Germany had displayed its strong reluctance. In a concession made in Berlin, this mechanism will have to be accompanied by safeguards to “avoid any increased consumption of gas”. It will also have to prevent the EU from subsidizing electricity which would ultimately be exported to neighboring countries (Norway, United Kingdom, Switzerland, etc.).

  • Why would the extension of the device in the EU have unequal effects?

In a document submitted to the States and consulted by AFP, the European Commission considers that the extension of this system in the EU would have very unequal effects. With a ceiling of 100-120 euros per megawhatth hour, operators would be encouraged to buy more, at the risk of inflating European gas consumption “from 5 to 9 billion m3”. There is also a risk of seeing exports outside the EU (United Kingdom, Switzerland, the Balkans, etc.) of electricity subsidized by Europeans soar.

Finally, the cost of subsidies would vary greatly: States with many gas-fired power stations (Germany, Netherlands, Italy) would pay a very high bill. The big importers of electricity produced from gas would be winners: “The biggest net beneficiary would be France.”
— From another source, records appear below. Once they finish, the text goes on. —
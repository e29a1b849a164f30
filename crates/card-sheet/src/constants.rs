//! Shared constants for sheet layout and rendering
//!
//! All pixel quantities in the layout catalog are expressed at the
//! baseline resolution and scaled by `ppi / BASELINE_PPI` at render time.

// =============================================================================
// Resolution and Units
// =============================================================================

/// Resolution the layout catalog is authored at (pixels per inch)
pub const BASELINE_PPI: u32 = 300;

/// Millimeters per inch
pub const MM_PER_INCH: f64 = 25.4;

/// PDF points per inch
pub const POINTS_PER_INCH: f64 = 72.0;

/// Ratio between an output resolution and the baseline resolution
#[inline]
pub fn ppi_ratio(ppi: u32) -> f64 {
    ppi as f64 / BASELINE_PPI as f64
}

// =============================================================================
// Bleed
// =============================================================================

/// Bleed reported when a grid axis places no neighbor to collide with.
/// Painting is clipped to the page canvas, so this behaves as unbounded.
pub const UNBOUNDED_BLEED: u32 = 100_000;

// =============================================================================
// Labels
// =============================================================================

/// Distance of the label's top edge from the bottom of the page (baseline px)
pub const LABEL_OFFSET_FROM_BOTTOM: u32 = 140;

/// Label font size (baseline px)
pub const LABEL_FONT_SIZE: f32 = 40.0;

/// Approximate character width ratio for Helvetica
pub const HELVETICA_CHAR_WIDTH_RATIO: f64 = 0.5;

// =============================================================================
// Registration Marks
// =============================================================================

/// Distance of a registration mark's center from the page edges (baseline px)
pub const REGISTRATION_MARK_INSET: u32 = 75;

/// Radius of the registration circle (baseline px)
pub const REGISTRATION_MARK_RADIUS: u32 = 24;

/// Half length of the registration crosshair arms (baseline px)
pub const REGISTRATION_MARK_ARM: u32 = 36;

// =============================================================================
// Output
// =============================================================================

/// Default output resolution
pub const DEFAULT_PPI: u32 = 300;

/// Default JPEG quality for pages embedded in PDF output
pub const DEFAULT_QUALITY: u8 = 75;

/// Relative path of the persisted registration offset
pub const OFFSET_DATA_PATH: &str = "data/offset_data.json";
“If there is another mechanism, I welcome it with open arms. But what is certain is that (the “Iberian” mechanism) exists in Europe, works and has shown that it is effective: c It is important to watch it to the end”, reacted the French Minister for Energy Transition Agnès Pannier-Runacher on her arrival in Luxembourg.

  • What does the new mechanism proposed by Brussels consist of?
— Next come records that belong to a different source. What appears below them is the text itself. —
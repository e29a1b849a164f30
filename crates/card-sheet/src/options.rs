use crate::constants::*;
use crate::types::*;
use serde::{Deserialize, Serialize};
use std::path::{Path, PathBuf};

/// Where rendered pages are written
#[derive(Debug, Clone, PartialEq, Eq, Serialize, Deserialize)]
#[serde(tag = "kind", content = "path", rename_all = "snake_case")]
pub enum OutputTarget {
    /// One multi-page PDF document
    Pdf(PathBuf),
    /// One `page<N>.png` per page inside a directory
    Images(PathBuf),
}

impl Default for OutputTarget {
    fn default() -> Self {
        OutputTarget::Pdf(PathBuf::from("game/output/game.pdf"))
    }
}

/// Everything needed to render a deck into print sheets
#[derive(Debug, Clone, PartialEq, Serialize, Deserialize)]
#[serde(default)]
pub struct SheetOptions {
    // Inputs
    pub front_dir: PathBuf,
    pub back_dir: PathBuf,
    pub double_sided_dir: PathBuf,

    // Output
    pub output: OutputTarget,
    pub ppi: u32,
    /// JPEG quality of pages embedded in a PDF (1-100)
    pub quality: u8,

    // Geometry
    pub card_size: CardSize,
    pub paper_size: PaperSize,
    pub registration: Registration,

    /// Render card faces only, no back pages
    pub fronts_only: bool,
    /// Crop amount, e.g. `6.5`, `3mm` or `0.125in`
    pub crop: String,
    /// Border trimmed from every card edge before bleeding (baseline px)
    pub extend_corners: u32,
    /// Requested synthetic bleed (baseline px). Capped by the layout maximum;
    /// `None` uses the maximum.
    pub bleed: Option<(u32, u32)>,
    /// Grid cells to leave blank on every page
    pub skip_indices: Vec<usize>,

    // Offset correction
    pub load_offset: bool,
    pub offset_path: PathBuf,

    /// Optional deck name printed in the sheet label
    pub name: Option<String>,

    /// Directory holding registration images; procedural marks otherwise
    pub assets_dir: Option<PathBuf>,
    /// TrueType font used to stamp labels into raster output, replacing the
    /// built-in one
    pub label_font: Option<PathBuf>,
}

impl Default for SheetOptions {
    fn default() -> Self {
        Self {
            front_dir: PathBuf::from("game/front"),
            back_dir: PathBuf::from("game/back"),
            double_sided_dir: PathBuf::from("game/double_sided"),
            output: OutputTarget::default(),
            ppi: DEFAULT_PPI,
            quality: DEFAULT_QUALITY,
            card_size: CardSize::Standard,
            paper_size: PaperSize::Letter,
            registration: Registration::default(),
            fronts_only: false,
            crop: String::new(),
            extend_corners: 0,
            bleed: None,
            skip_indices: Vec::new(),
            load_offset: false,
            offset_path: PathBuf::from(OFFSET_DATA_PATH),
            name: None,
            assets_dir: None,
            label_font: None,
        }
    }
}

impl SheetOptions {
    /// Load options from JSON file
    pub async fn load(path: impl AsRef<Path>) -> Result<Self> {
        let bytes = tokio::fs::read(path).await?;
        let options = serde_json::from_slice(&bytes)
            .map_err(|e| SheetError::Config(format!("Failed to parse options: {}", e)))?;
        Ok(options)
    }

    /// Save options to JSON file
    pub async fn save(&self, path: impl AsRef<Path>) -> Result<()> {
        let json = serde_json::to_string_pretty(self)?;
        tokio::fs::write(path, json).await?;
        Ok(())
    }

    /// Checks that do not need the layout catalog or the file system
    pub fn validate(&self) -> Result<()> {
        if self.ppi == 0 {
            return Err(SheetError::Config("Output ppi must be positive".to_string()));
        }

        if !(1..=100).contains(&self.quality) {
            return Err(SheetError::Config(format!(
                "Quality must be between 1 and 100, got {}",
                self.quality
            )));
        }

        if let OutputTarget::Pdf(path) = &self.output {
            let is_pdf = path
                .extension()
                .and_then(|ext| ext.to_str())
                .is_some_and(|ext| ext.eq_ignore_ascii_case("pdf"));
            if !is_pdf {
                return Err(SheetError::Config(format!(
                    "Output path \"{}\" must end in .pdf",
                    path.display()
                )));
            }
        }

        Ok(())
    }
}
//! Image compositor
//!
//! Crops, scales and places card images into the cells of a page canvas,
//! adding bleed around each card either from the card's own border (native
//! bleed) or by replicating its edge pixels (synthetic bleed).

mod bleed;

pub use bleed::draw_card_with_bleed;

use crate::catalog::{CardLayout, CardLayoutSize};
use crate::types::*;
use image::imageops::FilterType;
use image::{DynamicImage, RgbImage};
use std::borrow::Cow;

/// Resampling filter used whenever card art is scaled
const RESIZE_FILTER: FilterType = FilterType::CatmullRom;

/// Rendering parameters shared by every cell of a page
#[derive(Debug, Clone, Copy, PartialEq)]
pub struct CompositeSettings {
    /// Bleed per edge (baseline px, horizontal and vertical)
    pub bleed: (u32, u32),
    /// Total crop percentage (horizontal, vertical)
    pub crop: (f64, f64),
    /// Output ppi divided by the baseline ppi
    pub ratio: f64,
    /// Pixels trimmed from every edge before bleeding (baseline px)
    pub extend_corners: u32,
}

impl Default for CompositeSettings {
    fn default() -> Self {
        Self {
            bleed: (0, 0),
            crop: (0.0, 0.0),
            ratio: 1.0,
            extend_corners: 0,
        }
    }
}

/// A card scaled for its cell, with the bleed it still needs
struct PreparedCard {
    image: DynamicImage,
    /// Bleed already present in the image (output px per edge)
    native_bleed: (u32, u32),
    /// Bleed to synthesize by edge replication (output px per edge)
    synthetic_bleed: (u32, u32),
}

/// Draw every card into its cell.
///
/// Card `i` occupies cell `i % capacity`, scanning rows left to right. On a
/// back page each card is rotated 180 degrees and rows are mirrored
/// vertically so that the backs line up with their fronts once the sheet is
/// flipped on its short edge. `None` entries leave their cell empty.
pub fn draw_card_layout(
    canvas: &mut RgbImage,
    cards: &[Option<&DynamicImage>],
    layout: &CardLayout,
    card: CardLayoutSize,
    settings: &CompositeSettings,
    side: SheetSide,
) {
    let cols = layout.num_cols();
    let rows = layout.num_rows();
    let capacity = layout.capacity();
    if capacity == 0 {
        return;
    }

    let scaled = (
        scale(card.width, settings.ratio),
        scale(card.height, settings.ratio),
    );
    let bleed = (
        scale_up(settings.bleed.0, settings.ratio),
        scale_up(settings.bleed.1, settings.ratio),
    );
    let trim = scale(settings.extend_corners, settings.ratio);

    for (i, image) in cards.iter().enumerate() {
        let Some(image) = image else {
            continue;
        };

        let cell = i % capacity;
        let col = cell % cols;
        let row = cell / cols;

        let (row, image) = match side {
            SheetSide::Front => (row, Cow::Borrowed(*image)),
            SheetSide::Back => (rows - row - 1, Cow::Owned(image.rotate180())),
        };

        let x = (layout.x_pos[col] as f64 * settings.ratio).floor() as i64;
        let y = (layout.y_pos[row] as f64 * settings.ratio).floor() as i64;

        let prepared = prepare_card(&image, scaled, bleed, settings.crop);
        let trimmed = trim_edges(prepared.image, trim);

        draw_card_with_bleed(
            canvas,
            &trimmed.to_rgb8(),
            x + trim as i64 - prepared.native_bleed.0 as i64,
            y + trim as i64 - prepared.native_bleed.1 as i64,
            prepared.synthetic_bleed,
        );
    }
}

/// Crop and resize a card for a cell of `scaled` output pixels.
///
/// With a crop, the art is first checked for enough border to supply the
/// requested bleed from its own pixels. If it has it, the card is cropped to
/// the card-plus-bleed region and no bleed is synthesized.
fn prepare_card(
    image: &DynamicImage,
    scaled: (u32, u32),
    bleed: (u32, u32),
    crop: (f64, f64),
) -> PreparedCard {
    let (width, height) = (image.width(), image.height());

    if crop.0 <= 0.0 && crop.1 <= 0.0 {
        return PreparedCard {
            image: image.resize_exact(scaled.0.max(1), scaled.1.max(1), RESIZE_FILTER),
            native_bleed: (0, 0),
            synthetic_bleed: bleed,
        };
    }

    let cropped_w = (width as f64 * (1.0 - crop.0 / 100.0)).floor().max(0.0);
    let cropped_h = (height as f64 * (1.0 - crop.1 / 100.0)).floor().max(0.0);

    let ratio_x = cropped_w / scaled.0.max(1) as f64;
    let ratio_y = cropped_h / scaled.1.max(1) as f64;

    let with_bleed_w = scaled.0 as u64 + 2 * bleed.0 as u64;
    let with_bleed_h = scaled.1 as u64 + 2 * bleed.1 as u64;

    let unscaled_w = (with_bleed_w as f64 * ratio_x).floor();
    let unscaled_h = (with_bleed_h as f64 * ratio_y).floor();

    if unscaled_w < width as f64 && unscaled_h < height as f64 {
        let margin_x = ((width as f64 - unscaled_w) / 2.0).floor() as u32;
        let margin_y = ((height as f64 - unscaled_h) / 2.0).floor() as u32;
        let region = image.crop_imm(
            margin_x,
            margin_y,
            width - 2 * margin_x,
            height - 2 * margin_y,
        );

        return PreparedCard {
            image: region.resize_exact(
                (with_bleed_w as u32).max(1),
                (with_bleed_h as u32).max(1),
                RESIZE_FILTER,
            ),
            native_bleed: bleed,
            synthetic_bleed: (0, 0),
        };
    }

    let margin_x = ((width as f64 * crop.0 / 100.0).floor() as u32 / 2).min(width / 2);
    let margin_y = ((height as f64 * crop.1 / 100.0).floor() as u32 / 2).min(height / 2);
    let region = image.crop_imm(
        margin_x,
        margin_y,
        (width - 2 * margin_x).max(1),
        (height - 2 * margin_y).max(1),
    );

    PreparedCard {
        image: region.resize_exact(scaled.0.max(1), scaled.1.max(1), RESIZE_FILTER),
        native_bleed: (0, 0),
        synthetic_bleed: bleed,
    }
}

/// Remove `trim` pixels from every edge, if the image is large enough
fn trim_edges(image: DynamicImage, trim: u32) -> DynamicImage {
    if trim == 0 || image.width() <= 2 * trim || image.height() <= 2 * trim {
        return image;
    }
    image.crop_imm(
        trim,
        trim,
        image.width() - 2 * trim,
        image.height() - 2 * trim,
    )
}

fn scale(px: u32, ratio: f64) -> u32 {
    (px as f64 * ratio).floor() as u32
}

fn scale_up(px: u32, ratio: f64) -> u32 {
    (px as f64 * ratio).ceil() as u32
}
Through its alternative proposal proposed on Tuesday, Brussels outlines “a more structural” and “very quickly” applicable method to act on electricity prices, by increasing the share of contracts fixing in advance the price received by producers. of electricity from renewables and nuclear – according to their real production cost. This would mechanically reduce the volumes of electricity sold at the wholesale gas-indexed market price.

For the time being, still divided on market interventions, European ministers are trying to agree on the terms of joint gas purchases at EU level, a measure on which there is consensus.